- _What is required_
Locate all lines in the data below that hold "label" and show them.

===== Supplied entries

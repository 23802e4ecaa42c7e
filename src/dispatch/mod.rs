mod fastest;
mod random;
mod round_robin;

use rand::RngCore;
use serde::{Deserialize, Serialize};

use crate::error::Result;
use crate::station::Server;

pub use fastest::FastestPolicy;
pub use random::RandomPolicy;
pub use round_robin::RoundRobinPolicy;

/// Picks which idle server takes the next job of a station.
pub trait DispatchPolicy {
    fn select(&mut self, ctx: &mut SelectionContext) -> Result<usize>;
}

pub struct SelectionContext<'a> {
    pub station_id: usize,
    pub servers: &'a [Server],
    pub rng: &'a mut dyn RngCore,
}

impl SelectionContext<'_> {
    pub fn idle_servers(&self) -> impl Iterator<Item = usize> + '_ {
        self.servers
            .iter()
            .enumerate()
            .filter(|(_, server)| server.idle)
            .map(|(idx, _)| idx)
    }
}

#[derive(Clone, Copy, Debug, Default, Eq, PartialEq, Deserialize, Serialize)]
#[serde(rename_all = "kebab-case")]
pub enum PolicyKind {
    #[default]
    Fastest,
    Random,
    RoundRobin,
}

impl PolicyKind {
    pub const ALL: [PolicyKind; 3] = [
        PolicyKind::Fastest,
        PolicyKind::Random,
        PolicyKind::RoundRobin,
    ];
}

impl std::fmt::Display for PolicyKind {
    fn fmt(&self, f: &mut std::fmt::Formatter<'_>) -> std::fmt::Result {
        let label = match self {
            PolicyKind::Fastest => "fastest",
            PolicyKind::Random => "random",
            PolicyKind::RoundRobin => "round-robin",
        };
        f.write_str(label)
    }
}

pub fn build_policy(kind: PolicyKind, server_count: usize) -> Box<dyn DispatchPolicy> {
    match kind {
        PolicyKind::Fastest => Box::new(FastestPolicy),
        PolicyKind::Random => Box::new(RandomPolicy),
        PolicyKind::RoundRobin => Box::new(RoundRobinPolicy::new(server_count)),
    }
}
use thiserror::Error;

#[derive(Error, Debug)]
pub enum Error {
    #[error("station {0}: insert on a full queue")]
    CapacityViolation(usize),
    #[error("station {0}: consume on an empty queue")]
    EmptyQueue(usize),
    #[error("station {0}: no idle server to engage")]
    ServerUnavailable(usize),
    #[error("stations must not be empty")]
    EmptyStations,
    #[error("station {0}: at least one server is required")]
    NoServers(usize),
    #[error("station {0}: service time must be > 0 (got {1})")]
    InvalidServiceTime(usize, f64),
    #[error("station {0}: malformed working slot [{1}, {2})")]
    InvalidWorkingSlot(usize, f64, f64),
    #[error("station {0}: bounded capacity must be >= 1")]
    InvalidCapacity(usize),
    #[error("station {0}: activation budget must be > 0 (got {1})")]
    InvalidActivationBudget(usize, f64),
    #[error("arrival rate must be > 0 (got {0})")]
    InvalidArrivalRate(f64),
    #[error("simulation horizon must be > 0 (got {0})")]
    InvalidHorizon(f64),
    #[error("invalid arrival profile: {0}")]
    InvalidProfile(String),
    #[error("{0}")]
    ConfigIo(String),
    #[error("{0}")]
    ConfigParse(String),
    #[error("unsupported config format '{0}'")]
    UnsupportedConfigFormat(String),
    #[error("{0}")]
    Cli(String),
}

pub type Result<T> = std::result::Result<T, Error>;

==========

- _Expected answer_
        let label = match self {
        f.write_str(label)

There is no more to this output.